Method of conducting of infiltration anesthesia of skin

At first through a thin needle a «lemon crust» is created due to intercutaneous introduction of anesthetic. Then – the layered introduction 0,25 % solution of Novocain. Through the principle of tight creeping infiltrate, that spreads through the and aponeourosis sheaths, we continue a similar infiltration of tissues that are found below.
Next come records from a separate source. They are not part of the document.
//! Token management scope.
//!
//! A scope is one token namespace on one channel of one network. It owns
//! the driver registry and configuration, reads the namespace's public
//! parameters from the ledger, validates incoming token requests against
//! them, and translates accepted requests into ledger writes.

pub mod config;
pub mod error;
pub mod logging;
pub mod scope;

pub use config::{TmsConfig, TmsId};
pub use error::TmsError;
pub use logging::{init_logging, LogFormat};
pub use scope::{ProcessOutcome, TokenManagementScope};
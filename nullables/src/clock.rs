//! Nullable clock: validation time under test control.

use std::cell::Cell;

use tessera_types::Timestamp;

/// Time only moves when the test moves it.
#[derive(Default)]
pub struct NullClock {
    current: Cell<u64>,
}

impl NullClock {
    pub fn new(initial_secs: u64) -> Self {
        Self {
            current: Cell::new(initial_secs),
        }
    }

    pub fn now(&self) -> Timestamp {
        Timestamp::new(self.current.get())
    }

    pub fn advance(&self, secs: u64) {
        self.current.set(self.current.get().saturating_add(secs));
    }

    pub fn set(&self, secs: u64) {
        self.current.set(secs);
    }

    /// Jump to `deadline`, the first instant at which it counts as reached.
    pub fn reach(&self, deadline: Timestamp) {
        self.current.set(deadline.as_secs());
    }
}
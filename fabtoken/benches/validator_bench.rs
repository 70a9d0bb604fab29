use std::sync::Arc;

use criterion::{black_box, criterion_group, criterion_main, Criterion};

use tessera_core::TokenRequest;
use tessera_fabtoken::{new_validator, IssueAction, PublicParams, TransferAction, TransferInput};
use tessera_identity::TypedDeserializer;
use tessera_ledger::keys::token_key_for;
use tessera_ledger::Ledger;
use tessera_nullables::{sign_request, NullLedger, Signing, TestSigner};
use tessera_types::{Timestamp, Token, TokenId};

fn issue_bench(c: &mut Criterion) {
    let (issuer, alice) = (TestSigner::from_seed(1), TestSigner::from_seed(2));
    let issue = IssueAction::new(
        issuer.identity(),
        vec![Token::new(Some(alice.owner().unwrap()), "USD", "100")],
    );
    let mut request = TokenRequest {
        issues: vec![issue.to_bytes().unwrap()],
        ..TokenRequest::default()
    };
    sign_request(&mut request, "tx1", &[], &[Signing::Plain(&issuer)]).unwrap();
    let raw = request.to_bytes().unwrap();
    let validator = new_validator(
        Arc::new(PublicParams::setup(64).unwrap()),
        Arc::new(TypedDeserializer::default()),
    );
    let ledger = NullLedger::new();

    c.bench_function("validate_issue_1_output", |b| {
        b.iter(|| {
            validator.verify_token_request_from_raw(
                &ledger,
                "ns",
                "tx1",
                black_box(&raw),
                Timestamp::new(0),
            )
        })
    });
}

fn transfer_bench(c: &mut Criterion) {
    let (alice, bob) = (TestSigner::from_seed(2), TestSigner::from_seed(3));
    let ledger = NullLedger::new();
    let inputs: Vec<_> = (0..4)
        .map(|i| TransferInput {
            id: TokenId::new("tx0", i),
            input: Token::new(Some(alice.owner().unwrap()), "USD", "25"),
        })
        .collect();
    for input in &inputs {
        let key = token_key_for(&input.id).unwrap();
        ledger
            .set_state("ns", &key, &bincode::serialize(&input.input).unwrap())
            .unwrap();
    }
    let transfer =
        TransferAction::new(inputs, vec![Token::new(Some(bob.owner().unwrap()), "USD", "100")]);
    let mut request = TokenRequest {
        transfers: vec![transfer.to_bytes().unwrap()],
        ..TokenRequest::default()
    };
    let signers: Vec<_> = (0..4).map(|_| Signing::Plain(&alice)).collect();
    sign_request(&mut request, "tx1", &[], &signers).unwrap();
    let raw = request.to_bytes().unwrap();
    let validator = new_validator(
        Arc::new(PublicParams::setup(64).unwrap()),
        Arc::new(TypedDeserializer::default()),
    );

    c.bench_function("validate_transfer_4_inputs", |b| {
        b.iter(|| {
            validator.verify_token_request_from_raw(
                &ledger,
                "ns",
                "tx1",
                black_box(&raw),
                Timestamp::new(0),
            )
        })
    });
}

criterion_group!(benches, issue_bench, transfer_bench);
criterion_main!(benches);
Method of conducting of explorer anesthesia on Oberstu-Lukashevichu

In the basis of finger we use tourniquet. Distally from the tourniquet, from a back surface, a needle is entered with a 2-5 ml syringe, filled with anesthetics. By introduction of the solution of anesthetic into the skin, the hypodermic cellulose of this area is anaesthetized. Then, conducting a needle on the lateral sides of basic phalanx of finger, thwart his surfaces, bring anesthetic into a subcutaneous subfatty cellulose and anaesthetize the nerves of finger in this place. For both sides, as a rule, use 5-8 ml 1 % solution of Novocain.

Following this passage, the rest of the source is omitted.